WORK TO BE COMPLETED.
Write every entry out again, unchanged.

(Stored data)
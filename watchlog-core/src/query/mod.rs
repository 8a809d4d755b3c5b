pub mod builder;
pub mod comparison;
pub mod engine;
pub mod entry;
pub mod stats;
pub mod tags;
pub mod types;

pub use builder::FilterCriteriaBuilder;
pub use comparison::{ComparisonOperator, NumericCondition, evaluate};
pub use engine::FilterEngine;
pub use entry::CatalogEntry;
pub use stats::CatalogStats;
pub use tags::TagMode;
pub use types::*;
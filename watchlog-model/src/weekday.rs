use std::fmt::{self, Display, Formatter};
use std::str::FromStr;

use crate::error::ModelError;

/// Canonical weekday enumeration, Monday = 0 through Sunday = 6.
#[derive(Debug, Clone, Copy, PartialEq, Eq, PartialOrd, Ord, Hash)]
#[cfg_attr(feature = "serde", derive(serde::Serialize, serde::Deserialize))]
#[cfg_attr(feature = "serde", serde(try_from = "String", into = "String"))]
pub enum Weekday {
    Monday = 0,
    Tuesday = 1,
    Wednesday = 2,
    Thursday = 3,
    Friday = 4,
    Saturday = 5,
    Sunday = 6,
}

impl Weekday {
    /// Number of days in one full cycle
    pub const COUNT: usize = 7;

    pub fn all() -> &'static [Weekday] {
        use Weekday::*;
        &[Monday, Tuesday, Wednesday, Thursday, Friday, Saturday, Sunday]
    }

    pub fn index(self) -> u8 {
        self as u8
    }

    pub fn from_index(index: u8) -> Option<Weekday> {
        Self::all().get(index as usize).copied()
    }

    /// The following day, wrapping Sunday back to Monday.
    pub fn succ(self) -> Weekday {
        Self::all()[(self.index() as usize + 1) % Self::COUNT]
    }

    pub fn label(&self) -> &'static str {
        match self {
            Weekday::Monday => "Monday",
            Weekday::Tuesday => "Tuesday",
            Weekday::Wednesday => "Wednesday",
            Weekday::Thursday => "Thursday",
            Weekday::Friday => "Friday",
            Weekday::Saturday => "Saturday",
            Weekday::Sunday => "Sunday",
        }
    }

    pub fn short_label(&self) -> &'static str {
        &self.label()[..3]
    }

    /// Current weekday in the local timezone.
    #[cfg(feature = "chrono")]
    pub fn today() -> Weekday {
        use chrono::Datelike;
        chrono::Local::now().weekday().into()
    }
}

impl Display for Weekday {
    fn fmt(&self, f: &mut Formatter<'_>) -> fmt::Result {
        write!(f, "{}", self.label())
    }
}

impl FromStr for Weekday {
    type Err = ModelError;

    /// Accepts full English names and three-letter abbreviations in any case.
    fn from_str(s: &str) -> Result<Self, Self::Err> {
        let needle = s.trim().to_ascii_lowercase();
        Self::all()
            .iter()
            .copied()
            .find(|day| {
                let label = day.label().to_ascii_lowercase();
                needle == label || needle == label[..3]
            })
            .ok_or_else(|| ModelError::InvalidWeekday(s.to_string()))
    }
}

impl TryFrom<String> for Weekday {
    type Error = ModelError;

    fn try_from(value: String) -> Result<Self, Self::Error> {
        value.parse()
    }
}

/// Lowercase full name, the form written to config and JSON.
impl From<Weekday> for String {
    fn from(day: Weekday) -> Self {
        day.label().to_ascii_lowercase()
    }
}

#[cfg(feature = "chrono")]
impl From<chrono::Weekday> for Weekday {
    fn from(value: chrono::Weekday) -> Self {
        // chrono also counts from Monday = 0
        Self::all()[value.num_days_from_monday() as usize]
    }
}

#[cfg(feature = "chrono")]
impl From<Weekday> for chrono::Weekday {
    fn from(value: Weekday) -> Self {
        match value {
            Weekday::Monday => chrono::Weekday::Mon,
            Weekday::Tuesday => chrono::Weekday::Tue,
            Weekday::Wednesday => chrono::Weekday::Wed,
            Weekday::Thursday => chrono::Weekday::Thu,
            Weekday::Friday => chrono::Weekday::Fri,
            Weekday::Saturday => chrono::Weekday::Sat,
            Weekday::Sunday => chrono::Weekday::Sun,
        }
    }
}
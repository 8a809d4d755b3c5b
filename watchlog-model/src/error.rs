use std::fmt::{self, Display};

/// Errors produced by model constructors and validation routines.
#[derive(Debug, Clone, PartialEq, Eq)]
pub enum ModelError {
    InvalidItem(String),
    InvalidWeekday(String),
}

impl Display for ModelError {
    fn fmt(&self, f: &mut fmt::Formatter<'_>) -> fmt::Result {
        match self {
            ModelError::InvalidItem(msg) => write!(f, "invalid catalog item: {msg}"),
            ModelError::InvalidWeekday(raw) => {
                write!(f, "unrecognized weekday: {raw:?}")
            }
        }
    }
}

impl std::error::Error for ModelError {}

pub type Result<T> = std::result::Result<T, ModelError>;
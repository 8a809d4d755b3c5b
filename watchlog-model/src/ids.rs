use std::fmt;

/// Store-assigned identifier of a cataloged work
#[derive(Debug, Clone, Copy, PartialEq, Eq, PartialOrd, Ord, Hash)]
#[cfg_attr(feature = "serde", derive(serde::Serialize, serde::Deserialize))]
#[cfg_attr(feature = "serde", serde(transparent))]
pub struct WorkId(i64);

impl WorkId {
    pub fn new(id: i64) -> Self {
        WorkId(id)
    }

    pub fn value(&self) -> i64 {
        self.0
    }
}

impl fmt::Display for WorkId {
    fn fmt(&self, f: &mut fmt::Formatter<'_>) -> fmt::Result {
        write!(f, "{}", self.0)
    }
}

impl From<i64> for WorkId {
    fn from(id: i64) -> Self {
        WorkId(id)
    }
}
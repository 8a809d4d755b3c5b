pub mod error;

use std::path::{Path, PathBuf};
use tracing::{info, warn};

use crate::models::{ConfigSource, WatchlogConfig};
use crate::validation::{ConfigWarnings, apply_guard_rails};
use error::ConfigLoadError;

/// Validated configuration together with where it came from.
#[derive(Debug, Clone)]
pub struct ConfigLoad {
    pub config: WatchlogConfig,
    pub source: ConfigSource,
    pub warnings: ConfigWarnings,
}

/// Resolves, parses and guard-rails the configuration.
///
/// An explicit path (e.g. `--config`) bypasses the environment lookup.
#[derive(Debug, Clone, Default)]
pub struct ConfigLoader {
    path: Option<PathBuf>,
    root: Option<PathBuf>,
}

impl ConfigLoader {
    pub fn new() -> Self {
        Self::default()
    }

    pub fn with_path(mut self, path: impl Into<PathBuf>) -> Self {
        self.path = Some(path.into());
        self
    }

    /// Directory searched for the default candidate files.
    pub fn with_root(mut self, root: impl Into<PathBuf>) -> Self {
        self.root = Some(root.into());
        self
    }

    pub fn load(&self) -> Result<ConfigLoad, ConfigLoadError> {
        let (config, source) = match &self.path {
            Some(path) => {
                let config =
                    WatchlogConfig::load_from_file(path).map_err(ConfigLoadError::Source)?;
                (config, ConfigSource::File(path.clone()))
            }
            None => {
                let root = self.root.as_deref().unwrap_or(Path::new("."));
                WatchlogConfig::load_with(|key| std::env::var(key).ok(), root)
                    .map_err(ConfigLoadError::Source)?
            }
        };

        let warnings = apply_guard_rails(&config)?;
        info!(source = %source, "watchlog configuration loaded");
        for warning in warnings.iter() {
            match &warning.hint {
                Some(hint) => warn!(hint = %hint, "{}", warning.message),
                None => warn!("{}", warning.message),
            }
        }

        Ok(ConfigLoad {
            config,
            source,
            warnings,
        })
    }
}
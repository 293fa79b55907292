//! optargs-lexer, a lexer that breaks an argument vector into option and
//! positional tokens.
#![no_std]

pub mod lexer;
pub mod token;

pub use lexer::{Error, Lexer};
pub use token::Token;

RESULT OF THIS TASK.
filename watchlog-core/src/query/mod.rs
repository 8a809d4d755b3c5b
pub mod builder;
pub mod comparison;
pub mod engine;
pub mod entry;
pub mod stats;
pub mod tags;
pub mod types;

pub use builder::FilterCriteriaBuilder;
pub use comparison::{ComparisonOperator, NumericCondition, evaluate};
pub use engine::FilterEngine;
pub use entry::CatalogEntry;
pub use stats::CatalogStats;
pub use tags::TagMode;
pub use types::*;
filename watchlog-model/src/weekday.rs
use std::fmt::{self, Display, Formatter};
use std::str::FromStr;

use crate::error::ModelError;

/// Canonical weekday enumeration, Monday = 0 through Sunday = 6.
#[derive(Debug, Clone, Copy, PartialEq, Eq, PartialOrd, Ord, Hash)]
#[cfg_attr(feature = "serde", derive(serde::Serialize, serde::Deserialize))]
#[cfg_attr(feature = "serde", serde(try_from = "String", into = "String"))]
pub enum Weekday {
    Monday = 0,
    Tuesday = 1,
    Wednesday = 2,
    Thursday = 3,
    Friday = 4,
    Saturday = 5,
    Sunday = 6,
}

impl Weekday {
    /// Number of days in one full cycle
    pub const COUNT: usize = 7;

    pub fn all() -> &'static [Weekday] {
        use Weekday::*;
        &[Monday, Tuesday, Wednesday, Thursday, Friday, Saturday, Sunday]
    }

    pub fn index(self) -> u8 {
        self as u8
    }

    pub fn from_index(index: u8) -> Option<Weekday> {
        Self::all().get(index as usize).copied()
    }

    /// The following day, wrapping Sunday back to Monday.
    pub fn succ(self) -> Weekday {
        Self::all()[(self.index() as usize + 1) % Self::COUNT]
    }

    pub fn label(&self) -> &'static str {
        match self {
            Weekday::Monday => "Monday",
            Weekday::Tuesday => "Tuesday",
            Weekday::Wednesday => "Wednesday",
            Weekday::Thursday => "Thursday",
            Weekday::Friday => "Friday",
            Weekday::Saturday => "Saturday",
            Weekday::Sunday => "Sunday",
        }
    }

    pub fn short_label(&self) -> &'static str {
        &self.label()[..3]
    }

    /// Current weekday in the local timezone.
    #[cfg(feature = "chrono")]
    pub fn today() -> Weekday {
        use chrono::Datelike;
        chrono::Local::now().weekday().into()
    }
}

impl Display for Weekday {
    fn fmt(&self, f: &mut Formatter<'_>) -> fmt::Result {
        write!(f, "{}", self.label())
    }
}

impl FromStr for Weekday {
    type Err = ModelError;

    /// Accepts full English names and three-letter abbreviations in any case.
    fn from_str(s: &str) -> Result<Self, Self::Err> {
        let needle = s.trim().to_ascii_lowercase();
        Self::all()
            .iter()
            .copied()
            .find(|day| {
                let label = day.label().to_ascii_lowercase();
                needle == label || needle == label[..3]
            })
            .ok_or_else(|| ModelError::InvalidWeekday(s.to_string()))
    }
}

impl TryFrom<String> for Weekday {
    type Error = ModelError;

    fn try_from(value: String) -> Result<Self, Self::Error> {
        value.parse()
    }
}

/// Lowercase full name, the form written to config and JSON.
impl From<Weekday> for String {
    fn from(day: Weekday) -> Self {
        day.label().to_ascii_lowercase()
    }
}

#[cfg(feature = "chrono")]
impl From<chrono::Weekday> for Weekday {
    fn from(value: chrono::Weekday) -> Self {
        // chrono also counts from Monday = 0
        Self::all()[value.num_days_from_monday() as usize]
    }
}

#[cfg(feature = "chrono")]
impl From<Weekday> for chrono::Weekday {
    fn from(value: Weekday) -> Self {
        match value {
            Weekday::Monday => chrono::Weekday::Mon,
            Weekday::Tuesday => chrono::Weekday::Tue,
            Weekday::Wednesday => chrono::Weekday::Wed,
            Weekday::Thursday => chrono::Weekday::Thu,
            Weekday::Friday => chrono::Weekday::Fri,
            Weekday::Saturday => chrono::Weekday::Sat,
            Weekday::Sunday => chrono::Weekday::Sun,
        }
    }
}
repository 8a809d4d755b3c5b
filename watchlog-model/src/error.rs
use std::fmt::{self, Display};

/// Errors produced by model constructors and validation routines.
#[derive(Debug, Clone, PartialEq, Eq)]
pub enum ModelError {
    InvalidItem(String),
    InvalidWeekday(String),
}

impl Display for ModelError {
    fn fmt(&self, f: &mut fmt::Formatter<'_>) -> fmt::Result {
        match self {
            ModelError::InvalidItem(msg) => write!(f, "invalid catalog item: {msg}"),
            ModelError::InvalidWeekday(raw) => {
                write!(f, "unrecognized weekday: {raw:?}")
            }
        }
    }
}

impl std::error::Error for ModelError {}

pub type Result<T> = std::result::Result<T, ModelError>;
repository 8a809d4d755b3c5b
filename watchlog-model/src/ids.rs
use std::fmt;

/// Store-assigned identifier of a cataloged work
#[derive(Debug, Clone, Copy, PartialEq, Eq, PartialOrd, Ord, Hash)]
#[cfg_attr(feature = "serde", derive(serde::Serialize, serde::Deserialize))]
#[cfg_attr(feature = "serde", serde(transparent))]
pub struct WorkId(i64);

impl WorkId {
    pub fn new(id: i64) -> Self {
        WorkId(id)
    }

    pub fn value(&self) -> i64 {
        self.0
    }
}

impl fmt::Display for WorkId {
    fn fmt(&self, f: &mut fmt::Formatter<'_>) -> fmt::Result {
        write!(f, "{}", self.0)
    }
}

impl From<i64> for WorkId {
    fn from(id: i64) -> Self {
        WorkId(id)
    }
}
repository 8a809d4d755b3c5b
pub mod error;

use std::path::{Path, PathBuf};
use tracing::{info, warn};

use crate::models::{ConfigSource, WatchlogConfig};
use crate::validation::{ConfigWarnings, apply_guard_rails};
use error::ConfigLoadError;

/// Validated configuration together with where it came from.
#[derive(Debug, Clone)]
pub struct ConfigLoad {
    pub config: WatchlogConfig,
    pub source: ConfigSource,
    pub warnings: ConfigWarnings,
}

/// Resolves, parses and guard-rails the configuration.
///
/// An explicit path (e.g. `--config`) bypasses the environment lookup.
#[derive(Debug, Clone, Default)]
pub struct ConfigLoader {
    path: Option<PathBuf>,
    root: Option<PathBuf>,
}

impl ConfigLoader {
    pub fn new() -> Self {
        Self::default()
    }

    pub fn with_path(mut self, path: impl Into<PathBuf>) -> Self {
        self.path = Some(path.into());
        self
    }

    /// Directory searched for the default candidate files.
    pub fn with_root(mut self, root: impl Into<PathBuf>) -> Self {
        self.root = Some(root.into());
        self
    }

    pub fn load(&self) -> Result<ConfigLoad, ConfigLoadError> {
        let (config, source) = match &self.path {
            Some(path) => {
                let config =
                    WatchlogConfig::load_from_file(path).map_err(ConfigLoadError::Source)?;
                (config, ConfigSource::File(path.clone()))
            }
            None => {
                let root = self.root.as_deref().unwrap_or(Path::new("."));
                WatchlogConfig::load_with(|key| std::env::var(key).ok(), root)
                    .map_err(ConfigLoadError::Source)?
            }
        };

        let warnings = apply_guard_rails(&config)?;
        info!(source = %source, "watchlog configuration loaded");
        for warning in warnings.iter() {
            match &warning.hint {
                Some(hint) => warn!(hint = %hint, "{}", warning.message),
                None => warn!("{}", warning.message),
            }
        }

        Ok(ConfigLoad {
            config,
            source,
            warnings,
        })
    }
}
repository 293fa79b55907292
//! optargs-lexer, a lexer that breaks an argument vector into option and
//! positional tokens.
#![no_std]

pub mod lexer;
pub mod token;

pub use lexer::{Error, Lexer};
pub use token::Token;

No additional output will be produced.